* Work to be completed:
Please copy every line from the records below that contains the string "index".
== Segment start ==
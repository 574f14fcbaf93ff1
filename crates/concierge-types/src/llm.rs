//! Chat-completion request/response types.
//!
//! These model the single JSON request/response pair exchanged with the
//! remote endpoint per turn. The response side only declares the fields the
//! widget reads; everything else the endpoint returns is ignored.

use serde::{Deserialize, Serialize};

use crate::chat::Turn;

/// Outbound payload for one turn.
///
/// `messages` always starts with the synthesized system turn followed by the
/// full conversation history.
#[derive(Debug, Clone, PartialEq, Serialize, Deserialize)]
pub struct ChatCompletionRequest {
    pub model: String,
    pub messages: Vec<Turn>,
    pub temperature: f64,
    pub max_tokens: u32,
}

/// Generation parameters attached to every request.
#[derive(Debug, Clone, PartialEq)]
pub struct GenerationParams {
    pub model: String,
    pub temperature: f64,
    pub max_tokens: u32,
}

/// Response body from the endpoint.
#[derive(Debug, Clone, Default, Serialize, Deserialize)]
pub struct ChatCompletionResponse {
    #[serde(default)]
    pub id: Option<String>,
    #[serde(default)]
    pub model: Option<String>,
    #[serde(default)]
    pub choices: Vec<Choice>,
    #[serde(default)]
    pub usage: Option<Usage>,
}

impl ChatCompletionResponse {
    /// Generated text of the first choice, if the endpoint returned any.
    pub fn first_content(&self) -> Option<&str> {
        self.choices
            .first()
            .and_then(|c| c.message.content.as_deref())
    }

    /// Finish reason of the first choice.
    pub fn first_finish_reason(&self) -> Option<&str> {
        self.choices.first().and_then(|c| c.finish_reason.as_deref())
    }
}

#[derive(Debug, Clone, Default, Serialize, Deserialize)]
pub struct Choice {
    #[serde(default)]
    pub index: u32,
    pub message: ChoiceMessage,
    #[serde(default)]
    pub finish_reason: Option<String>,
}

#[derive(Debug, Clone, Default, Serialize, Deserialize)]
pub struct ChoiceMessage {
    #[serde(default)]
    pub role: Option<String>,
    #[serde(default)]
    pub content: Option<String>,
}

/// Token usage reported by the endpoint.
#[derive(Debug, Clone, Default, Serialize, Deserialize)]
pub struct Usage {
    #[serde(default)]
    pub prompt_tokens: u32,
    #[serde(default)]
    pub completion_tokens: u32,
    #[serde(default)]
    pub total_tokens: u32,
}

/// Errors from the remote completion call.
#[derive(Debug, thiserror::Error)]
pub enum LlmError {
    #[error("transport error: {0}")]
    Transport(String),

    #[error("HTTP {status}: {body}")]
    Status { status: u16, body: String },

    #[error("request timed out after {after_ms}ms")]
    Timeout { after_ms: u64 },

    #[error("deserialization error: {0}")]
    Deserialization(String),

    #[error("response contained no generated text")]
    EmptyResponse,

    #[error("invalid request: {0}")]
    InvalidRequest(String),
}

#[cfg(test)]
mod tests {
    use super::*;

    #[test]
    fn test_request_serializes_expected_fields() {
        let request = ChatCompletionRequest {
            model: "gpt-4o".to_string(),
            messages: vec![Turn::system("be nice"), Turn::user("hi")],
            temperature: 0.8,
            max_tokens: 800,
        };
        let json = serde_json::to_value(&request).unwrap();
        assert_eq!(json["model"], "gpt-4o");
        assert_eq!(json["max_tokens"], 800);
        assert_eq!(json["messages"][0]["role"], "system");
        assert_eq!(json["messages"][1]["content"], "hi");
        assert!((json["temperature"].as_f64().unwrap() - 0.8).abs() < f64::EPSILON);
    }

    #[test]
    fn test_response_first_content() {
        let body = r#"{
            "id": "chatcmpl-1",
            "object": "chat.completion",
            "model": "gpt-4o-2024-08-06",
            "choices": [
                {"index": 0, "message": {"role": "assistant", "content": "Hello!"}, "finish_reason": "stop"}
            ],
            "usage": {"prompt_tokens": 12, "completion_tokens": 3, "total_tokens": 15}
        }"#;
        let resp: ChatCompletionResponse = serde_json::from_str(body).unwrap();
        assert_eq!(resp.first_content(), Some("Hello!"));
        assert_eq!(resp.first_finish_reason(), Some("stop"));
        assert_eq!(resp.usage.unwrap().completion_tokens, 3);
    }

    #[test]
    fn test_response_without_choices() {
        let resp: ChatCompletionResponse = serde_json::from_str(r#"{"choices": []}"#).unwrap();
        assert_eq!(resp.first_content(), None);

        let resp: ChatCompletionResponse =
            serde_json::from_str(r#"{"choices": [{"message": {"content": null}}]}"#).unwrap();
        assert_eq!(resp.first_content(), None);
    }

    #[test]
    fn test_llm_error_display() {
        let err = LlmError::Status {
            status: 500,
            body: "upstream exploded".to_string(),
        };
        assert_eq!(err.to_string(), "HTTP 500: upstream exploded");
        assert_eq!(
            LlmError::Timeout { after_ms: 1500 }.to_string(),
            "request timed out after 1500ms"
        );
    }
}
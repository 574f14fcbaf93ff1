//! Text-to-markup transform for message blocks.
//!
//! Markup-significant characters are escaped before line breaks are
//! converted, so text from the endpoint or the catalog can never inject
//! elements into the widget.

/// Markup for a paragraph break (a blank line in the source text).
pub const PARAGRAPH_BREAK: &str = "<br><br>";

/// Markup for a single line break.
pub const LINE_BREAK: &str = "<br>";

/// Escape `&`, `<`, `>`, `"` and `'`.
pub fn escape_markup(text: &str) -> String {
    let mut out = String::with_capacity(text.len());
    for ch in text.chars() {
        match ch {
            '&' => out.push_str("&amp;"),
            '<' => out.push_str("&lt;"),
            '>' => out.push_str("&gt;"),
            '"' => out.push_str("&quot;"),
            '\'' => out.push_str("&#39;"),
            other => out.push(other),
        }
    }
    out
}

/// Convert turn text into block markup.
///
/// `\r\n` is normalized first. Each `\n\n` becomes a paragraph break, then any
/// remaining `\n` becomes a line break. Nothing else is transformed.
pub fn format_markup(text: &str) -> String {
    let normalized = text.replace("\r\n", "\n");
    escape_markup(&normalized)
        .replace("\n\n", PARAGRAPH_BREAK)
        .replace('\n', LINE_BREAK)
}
== Segment end ==
== Segment start ==
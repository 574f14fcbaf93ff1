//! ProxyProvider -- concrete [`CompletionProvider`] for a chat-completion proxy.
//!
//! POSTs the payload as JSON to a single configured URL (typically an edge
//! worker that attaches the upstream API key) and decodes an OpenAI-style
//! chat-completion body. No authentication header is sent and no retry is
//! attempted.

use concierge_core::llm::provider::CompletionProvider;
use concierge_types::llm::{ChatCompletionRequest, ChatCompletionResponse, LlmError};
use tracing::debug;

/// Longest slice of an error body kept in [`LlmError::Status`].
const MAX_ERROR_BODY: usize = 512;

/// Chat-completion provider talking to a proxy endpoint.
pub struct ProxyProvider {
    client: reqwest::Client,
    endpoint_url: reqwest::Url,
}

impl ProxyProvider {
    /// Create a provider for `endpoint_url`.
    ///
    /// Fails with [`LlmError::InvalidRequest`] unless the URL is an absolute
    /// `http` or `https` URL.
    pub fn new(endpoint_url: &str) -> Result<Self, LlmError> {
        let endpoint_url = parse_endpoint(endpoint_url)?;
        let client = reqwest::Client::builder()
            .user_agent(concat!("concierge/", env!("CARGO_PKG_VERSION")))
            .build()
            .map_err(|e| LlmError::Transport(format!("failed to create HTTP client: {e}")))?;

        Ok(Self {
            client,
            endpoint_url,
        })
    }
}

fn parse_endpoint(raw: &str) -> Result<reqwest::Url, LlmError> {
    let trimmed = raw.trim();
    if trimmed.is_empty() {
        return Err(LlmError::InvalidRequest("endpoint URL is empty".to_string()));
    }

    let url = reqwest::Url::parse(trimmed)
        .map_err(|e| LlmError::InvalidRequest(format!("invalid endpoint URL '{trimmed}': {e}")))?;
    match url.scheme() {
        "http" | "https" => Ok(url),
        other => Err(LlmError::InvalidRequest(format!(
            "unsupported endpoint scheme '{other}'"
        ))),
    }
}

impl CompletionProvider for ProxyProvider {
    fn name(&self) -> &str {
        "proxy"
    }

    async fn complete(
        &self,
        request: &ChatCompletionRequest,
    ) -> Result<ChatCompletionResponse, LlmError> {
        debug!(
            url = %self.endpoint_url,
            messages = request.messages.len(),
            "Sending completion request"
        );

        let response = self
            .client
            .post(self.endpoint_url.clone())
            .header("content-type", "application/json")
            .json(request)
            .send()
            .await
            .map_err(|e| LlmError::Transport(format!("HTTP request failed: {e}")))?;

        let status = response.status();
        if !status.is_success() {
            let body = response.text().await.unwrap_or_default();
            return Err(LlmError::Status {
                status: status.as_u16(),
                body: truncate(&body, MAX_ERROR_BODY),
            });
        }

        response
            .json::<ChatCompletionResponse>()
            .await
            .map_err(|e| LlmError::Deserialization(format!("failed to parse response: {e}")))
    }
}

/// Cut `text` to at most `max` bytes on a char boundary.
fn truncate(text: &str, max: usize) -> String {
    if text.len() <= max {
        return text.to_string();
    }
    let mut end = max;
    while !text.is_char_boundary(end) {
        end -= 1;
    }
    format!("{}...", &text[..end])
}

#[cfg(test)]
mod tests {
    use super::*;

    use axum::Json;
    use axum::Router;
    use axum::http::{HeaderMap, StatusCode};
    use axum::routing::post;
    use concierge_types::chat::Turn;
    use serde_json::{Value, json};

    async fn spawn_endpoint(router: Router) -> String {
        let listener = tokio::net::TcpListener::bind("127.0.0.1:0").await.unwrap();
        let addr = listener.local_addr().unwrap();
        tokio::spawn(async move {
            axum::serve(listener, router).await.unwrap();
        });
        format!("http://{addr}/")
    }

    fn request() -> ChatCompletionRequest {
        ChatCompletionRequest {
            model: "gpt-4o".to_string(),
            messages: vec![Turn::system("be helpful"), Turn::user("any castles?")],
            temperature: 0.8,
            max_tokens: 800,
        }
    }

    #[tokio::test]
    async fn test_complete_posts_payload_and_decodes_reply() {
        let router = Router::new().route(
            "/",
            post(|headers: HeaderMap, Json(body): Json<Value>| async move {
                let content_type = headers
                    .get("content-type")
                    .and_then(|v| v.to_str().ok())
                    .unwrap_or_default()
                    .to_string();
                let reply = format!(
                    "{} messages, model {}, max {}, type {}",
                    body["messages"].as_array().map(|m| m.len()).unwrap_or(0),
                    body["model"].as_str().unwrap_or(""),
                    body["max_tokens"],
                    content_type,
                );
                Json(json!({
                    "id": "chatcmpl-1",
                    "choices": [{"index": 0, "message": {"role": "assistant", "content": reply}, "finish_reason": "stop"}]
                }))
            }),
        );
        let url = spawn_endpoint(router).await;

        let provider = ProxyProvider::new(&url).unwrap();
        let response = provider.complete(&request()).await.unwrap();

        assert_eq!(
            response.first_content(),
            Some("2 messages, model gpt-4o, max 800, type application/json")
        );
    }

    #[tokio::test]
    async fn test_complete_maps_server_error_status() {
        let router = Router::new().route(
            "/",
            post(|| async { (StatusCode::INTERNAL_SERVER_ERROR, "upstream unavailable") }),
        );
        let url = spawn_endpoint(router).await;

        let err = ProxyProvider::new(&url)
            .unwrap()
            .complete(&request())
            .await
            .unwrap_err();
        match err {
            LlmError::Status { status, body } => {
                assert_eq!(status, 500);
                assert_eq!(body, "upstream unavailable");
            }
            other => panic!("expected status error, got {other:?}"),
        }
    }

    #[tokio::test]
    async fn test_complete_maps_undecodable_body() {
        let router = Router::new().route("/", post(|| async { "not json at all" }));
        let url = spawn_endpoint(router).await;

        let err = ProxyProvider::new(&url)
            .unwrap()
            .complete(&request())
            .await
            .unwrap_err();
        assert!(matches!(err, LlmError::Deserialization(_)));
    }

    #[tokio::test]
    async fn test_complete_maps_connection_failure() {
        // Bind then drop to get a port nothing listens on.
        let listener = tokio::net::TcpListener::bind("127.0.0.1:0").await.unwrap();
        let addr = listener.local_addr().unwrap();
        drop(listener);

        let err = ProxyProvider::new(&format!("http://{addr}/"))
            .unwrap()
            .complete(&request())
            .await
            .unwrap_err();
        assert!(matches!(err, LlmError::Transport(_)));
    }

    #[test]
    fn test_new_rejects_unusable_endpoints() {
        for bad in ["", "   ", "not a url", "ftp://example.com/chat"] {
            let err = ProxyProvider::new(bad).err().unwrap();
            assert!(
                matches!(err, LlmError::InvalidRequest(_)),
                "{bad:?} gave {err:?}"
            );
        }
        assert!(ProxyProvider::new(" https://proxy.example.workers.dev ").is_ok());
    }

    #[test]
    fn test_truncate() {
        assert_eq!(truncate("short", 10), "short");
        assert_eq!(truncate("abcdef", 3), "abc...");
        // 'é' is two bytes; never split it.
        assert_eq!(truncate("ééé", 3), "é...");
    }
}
== Segment end ==
* Answer space:
    pub index: u32,
                {"index": 0, "message": {"role": "assistant", "content": "Hello!"}, "finish_reason": "stop"}
                    "choices": [{"index": 0, "message": {"role": "assistant", "content": reply}, "finish_reason": "stop"}]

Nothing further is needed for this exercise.